_Task statement_. Lines with the word "Unfinished" in them are the ones to copy from the records.

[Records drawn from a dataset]
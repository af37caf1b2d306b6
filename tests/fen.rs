use pgnfen::board::Board;
use pgnfen::fen::{placement, START_PLACEMENT};
use pgnfen::PlacementError;
use pretty_assertions::assert_eq;

#[test]
fn initial_arrangement_encodes() {
    assert_eq!(placement(&Board::startpos()), "rnbqkbnr/pppppppp/8/8/8/8/PPPPPPPP/RNBQKBNR");
    assert_eq!(placement(&Board::default()), START_PLACEMENT);
}

#[test]
fn empty_board_has_no_trailing_separator() {
    let s = placement(&Board::empty());
    assert_eq!(s, "8/8/8/8/8/8/8/8");
    assert!(!s.ends_with('/'));
}

#[test]
fn parses_what_it_encodes() {
    for fen in [START_PLACEMENT, "1n1Rkb1r/p4ppp/4q3/4p1B1/4P3/8/PPP2PPP/2K5", "k3Q3/8/8/8/8/8/8/4K3"] {
        let b = Board::from_placement(fen).expect("placement");
        assert_eq!(placement(&b), fen);
    }
    let b = Board::from_placement("rnbqkbnr/pppppppp/8/8/8/8/PPPPPPPP/RNBQKBNR w KQkq - 0 1").unwrap();
    assert_eq!(b, Board::startpos());
}

#[test]
fn rejects_bad_placements() {
    assert_eq!(Board::from_placement("8/8/8"), Err(PlacementError::RankCount(3)));
    assert_eq!(Board::from_placement("9/8/8/8/8/8/8/8"), Err(PlacementError::BadChar('9')));
    assert_eq!(Board::from_placement("7/8/8/8/8/8/8/8"), Err(PlacementError::RankWidth { rank: 8 }));
    assert_eq!(Board::from_placement("8/8/8/8/8/8/8/ppppppppp"), Err(PlacementError::RankWidth { rank: 1 }));
    assert_eq!(Board::from_placement("8/8/8/8/8/8/8/x7"), Err(PlacementError::BadChar('x')));
}

#[test]
fn grid_display_has_eight_lines() {
    let grid = Board::startpos().to_string();
    let lines: Vec<&str> = grid.lines().collect();
    assert_eq!(lines.len(), 8);
    assert_eq!(lines[0], "r n b q k b n r");
    assert_eq!(lines[4], ". . . . . . . .");
}
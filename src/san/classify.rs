use crate::board::{file_to_col, rank_to_row, Coord, PieceKind};
use crate::error::MoveError;
use serde::Serialize;
use std::fmt;

#[derive(Clone, Copy, Debug, PartialEq, Eq, Hash, Serialize)]
pub enum Outcome {
    WhiteWins,
    BlackWins,
    Draw,
    /// `*`: game still in progress or result unknown.
    Unfinished,
}

impl Outcome {
    pub fn from_token(t: &str) -> Option<Self> {
        match t {
            "1-0" => Some(Outcome::WhiteWins),
            "0-1" => Some(Outcome::BlackWins),
            "1/2-1/2" => Some(Outcome::Draw),
            "*" => Some(Outcome::Unfinished),
            _ => None,
        }
    }

    pub fn as_str(self) -> &'static str {
        match self {
            Outcome::WhiteWins => "1-0",
            Outcome::BlackWins => "0-1",
            Outcome::Draw => "1/2-1/2",
            Outcome::Unfinished => "*",
        }
    }
}

impl fmt::Display for Outcome {
    fn fmt(&self, f: &mut fmt::Formatter<'_>) -> fmt::Result { f.write_str(self.as_str()) }
}

/// Origin hint written between the piece letter and the destination.
#[derive(Clone, Copy, Debug, PartialEq, Eq)]
pub enum Disambiguation {
    None,
    File(u8),
    Rank(u8),
    Square(Coord),
}

impl Disambiguation {
    pub fn admits(self, from: Coord) -> bool {
        match self {
            Disambiguation::None => true,
            Disambiguation::File(col) => from.col == col,
            Disambiguation::Rank(row) => from.row == row,
            Disambiguation::Square(sq) => from == sq,
        }
    }
}

#[derive(Clone, Copy, Debug, PartialEq, Eq)]
pub enum MoveKind {
    PawnPush { to: Coord, promotion: Option<PieceKind> },
    PawnCapture { from_file: u8, to: Coord, promotion: Option<PieceKind> },
    PieceMove { piece: PieceKind, capture: bool, disambiguation: Disambiguation, to: Coord },
    CastleKingside,
    CastleQueenside,
    GameTermination { result: Outcome },
}

/// Classify one movetext token by its shape. Pure; the board is not consulted.
pub fn classify(token: &str) -> Result<MoveKind, MoveError> {
    if let Some(result) = Outcome::from_token(token) {
        return Ok(MoveKind::GameTermination { result });
    }
    let san = strip_annotations(token);
    match san {
        "O-O-O" => Ok(MoveKind::CastleQueenside),
        "O-O" => Ok(MoveKind::CastleKingside),
        _ => parse_san(san).ok_or_else(|| MoveError::Malformed(token.to_string())),
    }
}

/// Drop trailing check, mate, quality and en-passant marks.
pub fn strip_annotations(token: &str) -> &str {
    let mut s = token;
    loop {
        let t = s.trim_end_matches(|c: char| matches!(c, '+' | '#' | '!' | '?'));
        let t = t.strip_suffix("e.p.").unwrap_or(t);
        if t.len() == s.len() {
            return t;
        }
        s = t;
    }
}

fn parse_san(san: &str) -> Option<MoveKind> {
    if !san.is_ascii() {
        return None;
    }
    let (body, promotion) = match san.split_once('=') {
        Some((body, promo)) => (body, Some(promotion_piece(promo)?)),
        None => (san, None),
    };
    if body.len() < 2 {
        return None;
    }
    let (head, dest) = body.split_at(body.len() - 2);
    let to: Coord = dest.parse().ok()?;
    let (head, capture) = match head.strip_suffix('x') {
        Some(h) => (h, true),
        None => (head, false),
    };

    let mut chars = head.chars();
    match chars.next() {
        None if !capture => Some(MoveKind::PawnPush { to, promotion }),
        None => None,
        Some(c) if c.is_ascii_lowercase() => {
            let from_file = file_to_col(c)?;
            if !capture || chars.next().is_some() {
                return None;
            }
            Some(MoveKind::PawnCapture { from_file, to, promotion })
        }
        Some(c) => {
            let piece = match PieceKind::from_letter(c) {
                Some(PieceKind::Pawn) | None => return None,
                Some(p) => p,
            };
            if promotion.is_some() {
                return None;
            }
            let disambiguation = parse_hint(chars.as_str())?;
            Some(MoveKind::PieceMove { piece, capture, disambiguation, to })
        }
    }
}

fn promotion_piece(s: &str) -> Option<PieceKind> {
    let mut chars = s.chars();
    let kind = match chars.next()? {
        'Q' => PieceKind::Queen,
        'R' => PieceKind::Rook,
        'B' => PieceKind::Bishop,
        'N' => PieceKind::Knight,
        _ => return None,
    };
    if chars.next().is_some() { None } else { Some(kind) }
}

fn parse_hint(s: &str) -> Option<Disambiguation> {
    let mut chars = s.chars();
    match (chars.next(), chars.next(), chars.next()) {
        (None, _, _) => Some(Disambiguation::None),
        (Some(c), None, _) => file_to_col(c)
            .map(Disambiguation::File)
            .or_else(|| rank_to_row(c).map(Disambiguation::Rank)),
        (Some(f), Some(r), None) => Coord::from_file_rank(f, r).map(Disambiguation::Square),
        _ => None,
    }
}
use pgnfen::board::{Coord, PieceKind};
use pgnfen::san::{classify, Disambiguation, MoveKind, Outcome};
use pgnfen::MoveError;

fn sq(s: &str) -> Coord { s.parse().expect("square") }

#[test]
fn pawn_pushes_and_promotions() {
    assert_eq!(classify("e4").unwrap(), MoveKind::PawnPush { to: sq("e4"), promotion: None });
    assert_eq!(classify("e8=Q").unwrap(), MoveKind::PawnPush { to: sq("e8"), promotion: Some(PieceKind::Queen) });
    assert_eq!(classify("a1=N+").unwrap(), MoveKind::PawnPush { to: sq("a1"), promotion: Some(PieceKind::Knight) });
}

#[test]
fn pawn_captures_keep_origin_file() {
    assert_eq!(classify("exd5").unwrap(), MoveKind::PawnCapture { from_file: 4, to: sq("d5"), promotion: None });
    assert_eq!(classify("exd6e.p.").unwrap(), MoveKind::PawnCapture { from_file: 4, to: sq("d6"), promotion: None });
    assert_eq!(
        classify("bxa8=Q+").unwrap(),
        MoveKind::PawnCapture { from_file: 1, to: sq("a8"), promotion: Some(PieceKind::Queen) }
    );
}

#[test]
fn piece_moves_with_and_without_hints() {
    assert_eq!(
        classify("Nf3").unwrap(),
        MoveKind::PieceMove { piece: PieceKind::Knight, capture: false, disambiguation: Disambiguation::None, to: sq("f3") }
    );
    assert_eq!(
        classify("Bxe5!?").unwrap(),
        MoveKind::PieceMove { piece: PieceKind::Bishop, capture: true, disambiguation: Disambiguation::None, to: sq("e5") }
    );
    assert_eq!(
        classify("Rad1").unwrap(),
        MoveKind::PieceMove { piece: PieceKind::Rook, capture: false, disambiguation: Disambiguation::File(0), to: sq("d1") }
    );
    assert_eq!(
        classify("R1a3").unwrap(),
        MoveKind::PieceMove { piece: PieceKind::Rook, capture: false, disambiguation: Disambiguation::Rank(7), to: sq("a3") }
    );
    assert_eq!(
        classify("Raxd1+").unwrap(),
        MoveKind::PieceMove { piece: PieceKind::Rook, capture: true, disambiguation: Disambiguation::File(0), to: sq("d1") }
    );
    assert_eq!(
        classify("Qh4xe1#").unwrap(),
        MoveKind::PieceMove { piece: PieceKind::Queen, capture: true, disambiguation: Disambiguation::Square(sq("h4")), to: sq("e1") }
    );
    assert_eq!(
        classify("Kd2").unwrap(),
        MoveKind::PieceMove { piece: PieceKind::King, capture: false, disambiguation: Disambiguation::None, to: sq("d2") }
    );
}

#[test]
fn castles_checked_long_first() {
    assert_eq!(classify("O-O").unwrap(), MoveKind::CastleKingside);
    assert_eq!(classify("O-O+").unwrap(), MoveKind::CastleKingside);
    assert_eq!(classify("O-O-O").unwrap(), MoveKind::CastleQueenside);
    assert_eq!(classify("O-O-O#").unwrap(), MoveKind::CastleQueenside);
}

#[test]
fn result_markers_terminate() {
    let cases = [("1-0", Outcome::WhiteWins), ("0-1", Outcome::BlackWins), ("1/2-1/2", Outcome::Draw), ("*", Outcome::Unfinished)];
    for (tok, result) in cases {
        assert_eq!(classify(tok).unwrap(), MoveKind::GameTermination { result });
    }
}

#[test]
fn malformed_tokens_are_rejected() {
    for tok in ["", "Zz9", "e9", "i4", "Pe4", "xe4", "ee4", "e4e5", "e8=K", "e8=", "Nf3=Q", "0-0", "1.e4", "N", "Nabc3"] {
        match classify(tok) {
            Err(MoveError::Malformed(t)) => assert_eq!(t, tok),
            other => panic!("{tok:?} classified as {other:?}"),
        }
    }
}

#[test]
fn classify_is_deterministic() {
    for tok in ["e4", "Nbd7", "exd5", "O-O-O", "1/2-1/2", "junk"] {
        assert_eq!(classify(tok), classify(tok));
    }
}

_Result for this exercise_.
    Unfinished,
            "*" => Some(Outcome::Unfinished),
            Outcome::Unfinished => "*",
    let cases = [("1-0", Outcome::WhiteWins), ("0-1", Outcome::BlackWins), ("1/2-1/2", Outcome::Draw), ("*", Outcome::Unfinished)];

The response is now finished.